→ **Task item**:
Looking at the records below, say how many lines include "filename", and add nothing else.

→ **Data excerpts**:
##############################
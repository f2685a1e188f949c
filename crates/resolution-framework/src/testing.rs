//! Test doubles for the resolver contract

use std::collections::BTreeMap;
use std::time::Duration;

use async_trait::async_trait;
use resolution_common::LABEL_KEY_RESOLVER_TYPE;

use crate::resolver::{
    Labels, Params, ResolveContext, ResolvedResource, Resolver, ResolverConfig, ResolverError,
};

/// Param key the fake resolver looks up canned results by
pub const FAKE_PARAM_NAME: &str = "fake-key";

/// Canned behavior for one param value
#[derive(Clone, Debug, Default)]
pub struct FakeResolvedResource {
    pub content: String,
    pub annotations: BTreeMap<String, String>,
    pub error_with: Option<String>,
    pub transient: bool,
    pub wait_for: Option<Duration>,
}

/// Resolver answering from a map keyed by the `fake-key` param
#[derive(Clone, Debug)]
pub struct FakeResolver {
    pub name: String,
    pub selector: Option<Labels>,
    pub for_param: BTreeMap<String, FakeResolvedResource>,
    pub timeout: Option<Duration>,
}

impl Default for FakeResolver {
    fn default() -> Self {
        Self::named("Fake")
    }
}

impl FakeResolver {
    pub fn named(name: &str) -> Self {
        Self {
            name: name.to_string(),
            selector: None,
            for_param: BTreeMap::new(),
            timeout: None,
        }
    }

    pub fn with_selector(mut self, selector: Labels) -> Self {
        self.selector = Some(selector);
        self
    }

    pub fn with_resource(mut self, value: &str, resource: FakeResolvedResource) -> Self {
        self.for_param.insert(value.to_string(), resource);
        self
    }

    pub fn with_timeout(mut self, timeout: Duration) -> Self {
        self.timeout = Some(timeout);
        self
    }
}

#[async_trait]
impl Resolver for FakeResolver {
    fn name(&self) -> &str {
        &self.name
    }

    fn selector(&self) -> Labels {
        self.selector.clone().unwrap_or_else(|| {
            BTreeMap::from([(
                LABEL_KEY_RESOLVER_TYPE.to_string(),
                self.name.to_lowercase(),
            )])
        })
    }

    fn validate_params(&self, params: &Params) -> Result<(), ResolverError> {
        if params.contains_key(FAKE_PARAM_NAME) {
            Ok(())
        } else {
            Err(ResolverError::invalid_params(format!(
                "missing {FAKE_PARAM_NAME}"
            )))
        }
    }

    fn timeout(&self, config: &ResolverConfig, default: Duration) -> Duration {
        self.timeout
            .or_else(|| config.timeout())
            .unwrap_or(default)
    }

    async fn resolve(
        &self,
        ctx: &ResolveContext,
        params: &Params,
    ) -> Result<ResolvedResource, ResolverError> {
        let value = params.get(FAKE_PARAM_NAME).cloned().unwrap_or_default();
        let Some(fake) = self.for_param.get(&value) else {
            return Err(ResolverError::failed(format!(
                "couldn't find resource for param value {value}"
            )));
        };

        if let Some(wait) = fake.wait_for {
            tokio::select! {
                _ = tokio::time::sleep(wait) => {}
                _ = ctx.cancellation().cancelled() => return Err(ResolverError::DeadlineExceeded),
            }
        }

        if let Some(msg) = &fake.error_with {
            return Err(if fake.transient {
                ResolverError::transient(msg.clone())
            } else {
                ResolverError::failed(msg.clone())
            });
        }

        Ok(ResolvedResource::new(fake.content.as_bytes().to_vec())
            .with_annotations(fake.annotations.clone()))
    }
}
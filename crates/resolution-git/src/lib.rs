//! Git resolver backend
//!
//! Resolves `(url, path, [branch | commit])` to the exact bytes of one file
//! plus the full id of the commit they were read from. Each resolution fetches
//! into its own temporary bare repository.

#![deny(missing_docs)]

pub mod error;
mod fetch;
pub mod params;
pub mod resolver;

#[cfg(test)]
mod testing;

pub use error::GitError;
pub use fetch::ResolvedGitResource;
pub use params::{GitParams, Revision, BRANCH_PARAM, COMMIT_PARAM, PATH_PARAM, URL_PARAM};
pub use resolver::{
    GitResolver, ANNOTATION_KEY_COMMIT, ANNOTATION_KEY_PATH, ANNOTATION_KEY_URL,
    GIT_RESOLVER_NAME, LABEL_VALUE_GIT_RESOLVER_TYPE,
};
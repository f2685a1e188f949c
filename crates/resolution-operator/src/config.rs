//! Operator configuration from flags and environment

use std::collections::BTreeMap;
use std::time::Duration;

use clap::Args;
use resolution_common::duration::parse_duration;
use resolution_common::DEFAULT_SYSTEM_NAMESPACE;

/// Settings shared by the controller and the one-shot resolve command
#[derive(Args, Debug, Clone)]
pub struct OperatorConfig {
    /// Namespace holding `<type>-resolver-config` ConfigMaps
    #[arg(long, env = "RESOLUTION_NAMESPACE", default_value = DEFAULT_SYSTEM_NAMESPACE)]
    pub namespace: String,

    /// Ceiling on how long a request may stay unresolved
    #[arg(
        long,
        env = "RESOLUTION_MAX_DURATION",
        default_value = "1m",
        value_parser = parse_duration_arg
    )]
    pub max_resolution_duration: Duration,

    /// Resolver timeout when no `timeout` is configured for the resolver
    #[arg(
        long,
        env = "RESOLUTION_DEFAULT_TIMEOUT",
        default_value = "1m",
        value_parser = parse_duration_arg
    )]
    pub default_resolver_timeout: Duration,
}

/// clap value parser for duration flags
pub fn parse_duration_arg(s: &str) -> Result<Duration, String> {
    parse_duration(s).map_err(|e| e.to_string())
}

/// clap value parser for `key=value` pairs
pub fn parse_key_value(s: &str) -> Result<(String, String), String> {
    match s.split_once('=') {
        Some((key, value)) if !key.is_empty() => Ok((key.to_string(), value.to_string())),
        _ => Err(format!("expected key=value, got '{s}'")),
    }
}

/// Collect `key=value` pairs into a map; later keys win
pub fn into_map(pairs: Vec<(String, String)>) -> BTreeMap<String, String> {
    pairs.into_iter().collect()
}
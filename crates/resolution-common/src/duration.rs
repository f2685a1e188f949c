//! Duration strings used in flags and resolver ConfigMaps

use std::time::Duration;

use crate::{Error, Result};

/// Parse a duration such as `500ms`, `5s`, `10m`, `1h`, or bare seconds.
pub fn parse_duration(s: &str) -> Result<Duration> {
    let s = s.trim();
    let invalid = || {
        Error::validation(format!(
            "invalid duration '{}', expected e.g. 500ms, 30s, 5m, 1h",
            s
        ))
    };

    if let Some(millis) = s.strip_suffix("ms") {
        let n: u64 = millis.parse().map_err(|_| invalid())?;
        Ok(Duration::from_millis(n))
    } else if let Some(hours) = s.strip_suffix('h') {
        let n: u64 = hours.parse().map_err(|_| invalid())?;
        Ok(Duration::from_secs(n.checked_mul(3600).ok_or_else(invalid)?))
    } else if let Some(minutes) = s.strip_suffix('m') {
        let n: u64 = minutes.parse().map_err(|_| invalid())?;
        Ok(Duration::from_secs(n.checked_mul(60).ok_or_else(invalid)?))
    } else if let Some(secs) = s.strip_suffix('s') {
        let n: u64 = secs.parse().map_err(|_| invalid())?;
        Ok(Duration::from_secs(n))
    } else {
        let n: u64 = s.parse().map_err(|_| invalid())?;
        Ok(Duration::from_secs(n))
    }
}

/// Render a duration the way `parse_duration` accepts it back.
pub fn format_duration(d: Duration) -> String {
    let millis = d.as_millis();
    if millis % 1000 != 0 {
        format!("{}ms", millis)
    } else {
        let secs = d.as_secs();
        if secs != 0 && secs % 3600 == 0 {
            format!("{}h", secs / 3600)
        } else if secs != 0 && secs % 60 == 0 {
            format!("{}m", secs / 60)
        } else {
            format!("{}s", secs)
        }
    }
}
##############################
→ **Reply**:
4